The Trump Plan will revise and update both the individual and corporate tax codes:

Individual Income Tax

Tax rates

The Trump Plan will collapse the current seven tax brackets to three brackets. The rates and breakpoints are as shown below. Low-income Americans will have an effective income tax rate of 0. The tax brackets are similar to those in the House GOP tax blueprint.

Brackets & Rates for Married-Joint filers:
Less than $75,000: 12%
More than $75,000 but less than $225,000: 25%
More than $225,000: 33%
*Brackets for single filers are ½ of these amounts

The Trump Plan will retain the existing capital gains rate structure (maximum rate of 20 percent) with tax brackets shown above. Carried interest will be taxed as ordinary income.

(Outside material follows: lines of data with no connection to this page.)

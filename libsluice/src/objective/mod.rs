//! The generic state-machine contract every multi-party protocol satisfies:
//! approve/reject/update transitions and a crank that inspects the current
//! state and declares side effects for the engine to perform.

pub mod direct_defund;
pub mod direct_fund;

pub use direct_defund::DirectDefundObjective;
pub use direct_fund::DirectFundObjective;

use crate::chain::{ChainEvent, ChainTransaction};
use crate::channel::{Channel, ChannelError};
use crate::crypto::{CryptoError, SecretKey};
use crate::messages::{Message, ObjectivePayload};
use crate::state::StateError;
use crate::types::Destination;
use alloy_primitives::Address;
use serde::{Deserialize, Serialize};
use std::fmt::{Display, Formatter};
use thiserror::Error;

#[derive(Clone, Debug, Error)]
pub enum ObjectiveError {
    #[error("Objective not approved")]
    NotApproved,
    #[error("Payload is for objective {got}, expected {expected}")]
    WrongObjective { expected: ObjectiveId, got: ObjectiveId },
    #[error("Malformed payload: {0}")]
    MalformedPayload(String),
    #[error("The payload does not contain a signed state")]
    MissingSignatures,
    #[error("Expected a final state")]
    NonFinalState,
    #[error("Expected a state with turn number {expected}, received {got}")]
    UnexpectedTurnNum { expected: u64, got: u64 },
    #[error("Can only defund a channel when the latest state is supported or final")]
    ChannelUpdateInProgress,
    #[error("{0} is not a participant of the channel")]
    NotAParticipant(Address),
    #[error(transparent)]
    Channel(#[from] ChannelError),
    #[error(transparent)]
    State(#[from] StateError),
    #[error(transparent)]
    Crypto(#[from] CryptoError),
}

impl From<serde_json::Error> for ObjectiveError {
    fn from(e: serde_json::Error) -> Self {
        ObjectiveError::MalformedPayload(e.to_string())
    }
}

#[derive(Clone, Copy, Debug, PartialEq, Eq, Serialize, Deserialize)]
pub enum ObjectiveStatus {
    Unapproved,
    Approved,
    Rejected,
    Completed,
}

/// A unique identifier for an objective: a protocol prefix followed by the
/// owned channel's id. The prefix doubles as the dispatch tag when an id
/// arrives over the wire.
#[derive(Clone, Debug, PartialEq, Eq, Hash, Serialize, Deserialize)]
pub struct ObjectiveId(pub String);

impl ObjectiveId {
    pub fn for_channel(prefix: &str, channel_id: Destination) -> ObjectiveId {
        ObjectiveId(format!("{prefix}{channel_id}"))
    }

    pub fn has_prefix(&self, prefix: &str) -> bool {
        self.0.starts_with(prefix)
    }
}

impl Display for ObjectiveId {
    fn fmt(&self, f: &mut Formatter<'_>) -> std::fmt::Result {
        write!(f, "{}", self.0)
    }
}

/// An enumerable pause-point: what external input would let a crank make
/// further progress. Used for liveness diagnostics and tests.
#[derive(Clone, Copy, Debug, PartialEq, Eq)]
pub struct WaitingFor(pub &'static str);

impl Display for WaitingFor {
    fn fmt(&self, f: &mut Formatter<'_>) -> std::fmt::Result {
        write!(f, "{}", self.0)
    }
}

/// A consensus proposal to be routed to the ledger-channel machinery.
#[derive(Clone, Debug, PartialEq, Eq, Serialize, Deserialize)]
pub struct SignedProposal {
    pub objective_id: ObjectiveId,
    #[serde(serialize_with = "crate::helpers::to_hex", deserialize_with = "crate::helpers::from_hex")]
    pub data: Vec<u8>,
}

/// Declarative output of a crank step, executed by the engine: the objective
/// decides *what* should happen, never performs it.
#[derive(Clone, Debug, Default, PartialEq, Eq)]
pub struct SideEffects {
    pub messages_to_send: Vec<Message>,
    pub transactions_to_submit: Vec<ChainTransaction>,
    pub proposals_to_process: Vec<SignedProposal>,
}

impl SideEffects {
    pub fn is_empty(&self) -> bool {
        self.messages_to_send.is_empty()
            && self.transactions_to_submit.is_empty()
            && self.proposals_to_process.is_empty()
    }

    pub fn merge(&mut self, other: SideEffects) {
        self.messages_to_send.extend(other.messages_to_send);
        self.transactions_to_submit.extend(other.transactions_to_submit);
        self.proposals_to_process.extend(other.proposals_to_process);
    }
}

/// A protocol instance. One variant per protocol; the engine dispatches on
/// the variant exhaustively and the serialized form is self-describing.
///
/// Every transition returns a new value and leaves the receiver untouched,
/// so callers keep the old objective for comparison and for discarding a
/// failed transition.
#[derive(Clone, Debug, Serialize, Deserialize)]
pub enum Objective {
    DirectFund(DirectFundObjective),
    DirectDefund(DirectDefundObjective),
}

impl Objective {
    pub fn id(&self) -> ObjectiveId {
        match self {
            Objective::DirectFund(o) => o.id(),
            Objective::DirectDefund(o) => o.id(),
        }
    }

    pub fn status(&self) -> ObjectiveStatus {
        match self {
            Objective::DirectFund(o) => o.status,
            Objective::DirectDefund(o) => o.status,
        }
    }

    /// The channel this objective exclusively owns while approved.
    pub fn owns_channel(&self) -> Destination {
        match self {
            Objective::DirectFund(o) => o.c.id,
            Objective::DirectDefund(o) => o.c.id,
        }
    }

    /// Channels that must be co-persisted with the objective.
    pub fn related(&self) -> Vec<&Channel> {
        match self {
            Objective::DirectFund(o) => vec![&o.c],
            Objective::DirectDefund(o) => vec![&o.c],
        }
    }

    pub fn approve(&self) -> Objective {
        match self {
            Objective::DirectFund(o) => Objective::DirectFund(o.approve()),
            Objective::DirectDefund(o) => Objective::DirectDefund(o.approve()),
        }
    }

    pub fn reject(&self) -> (Objective, SideEffects) {
        match self {
            Objective::DirectFund(o) => {
                let (updated, effects) = o.reject();
                (Objective::DirectFund(updated), effects)
            }
            Objective::DirectDefund(o) => {
                let (updated, effects) = o.reject();
                (Objective::DirectDefund(updated), effects)
            }
        }
    }

    /// Merges inbound peer data into the objective's owned channel.
    pub fn update(&self, payload: &ObjectivePayload) -> Result<Objective, ObjectiveError> {
        match self {
            Objective::DirectFund(o) => Ok(Objective::DirectFund(o.update(payload)?)),
            Objective::DirectDefund(o) => Ok(Objective::DirectDefund(o.update(payload)?)),
        }
    }

    /// Applies a confirmed chain event to the owned channel, recomputing the
    /// channel mode against the event's block timestamp.
    pub fn update_with_chain_event(&self, event: &ChainEvent) -> Result<Objective, ObjectiveError> {
        let mut updated = self.clone();
        let channel = match &mut updated {
            Objective::DirectFund(o) => &mut o.c,
            Objective::DirectDefund(o) => &mut o.c,
        };
        channel.update_with_chain_event(event)?;
        channel.update_channel_mode(event.block.timestamp);
        Ok(updated)
    }

    /// Advances the protocol one step: inspects the current state and
    /// declares the side effects that would make progress. Idempotent under
    /// repeated invocation with unchanged inputs.
    pub fn crank(&self, key: &SecretKey) -> Result<(Objective, SideEffects, WaitingFor), ObjectiveError> {
        match self {
            Objective::DirectFund(o) => {
                let (updated, effects, waiting_for) = o.crank(key)?;
                Ok((Objective::DirectFund(updated), effects, waiting_for))
            }
            Objective::DirectDefund(o) => {
                let (updated, effects, waiting_for) = o.crank(key)?;
                Ok((Objective::DirectDefund(updated), effects, waiting_for))
            }
        }
    }
}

The 3.8 percent Obamacare tax on investment income will be repealed, as will the alternative minimum tax.

Deductions

The Trump Plan will increase the standard deduction for joint filers to $30,000, from $12,600, and the standard deduction for single filers will be $15,000. The personal exemptions will be eliminated as will the head-of-household filing status.

In addition, the Trump Plan will cap itemized deductions at $200,000 for Married-Joint filers or $100,000 for Single filers.

Death Tax

The Trump Plan will repeal the death tax, but capital gains held until death and valued over $10 million will be subject to tax to exempt small businesses and family farms. To prevent abuse, contributions of appreciated assets into a private charity established by the decedent or the decedent’s relatives will be disallowed.

Childcare

Americans will be able to take an above-the-line deduction for children under age 13 that will be capped at state average for age of child, and for eldercare for a dependent. The exclusion will not be available to taxpayers with total income over $500,000 Married-Joint /$250,000 Single, and because of the cap on the size of the benefit, working and middle class families will see the largest percentage reduction in their taxable income.

The childcare exclusion would be provided to families who use stay-at-home parents or grandparents as well as those who use paid caregivers, and would be limited to 4 children per taxpayer. The eldercare exclusion would be capped at $5,000 per year. The cap would increase each year at the rate of inflation.

The Trump Plan would offer spending rebates for childcare expenses to certain low-income taxpayers through the Earned Income Tax Credit (EITC). The rebate would be equal to 7.65 percent of remaining eligible childcare expenses, subject to a cap of half of the payroll taxes paid by the taxpayer (based on the lower-earning parent in a two-earner household).

This rebate would be available to married joint filers earning $62,400 ($31,200 for single taxpayers) or less. Limitations on costs eligible for exclusion and the number of beneficiaries would be the same as for the basic exclusion. The ceiling would increase with inflation each year.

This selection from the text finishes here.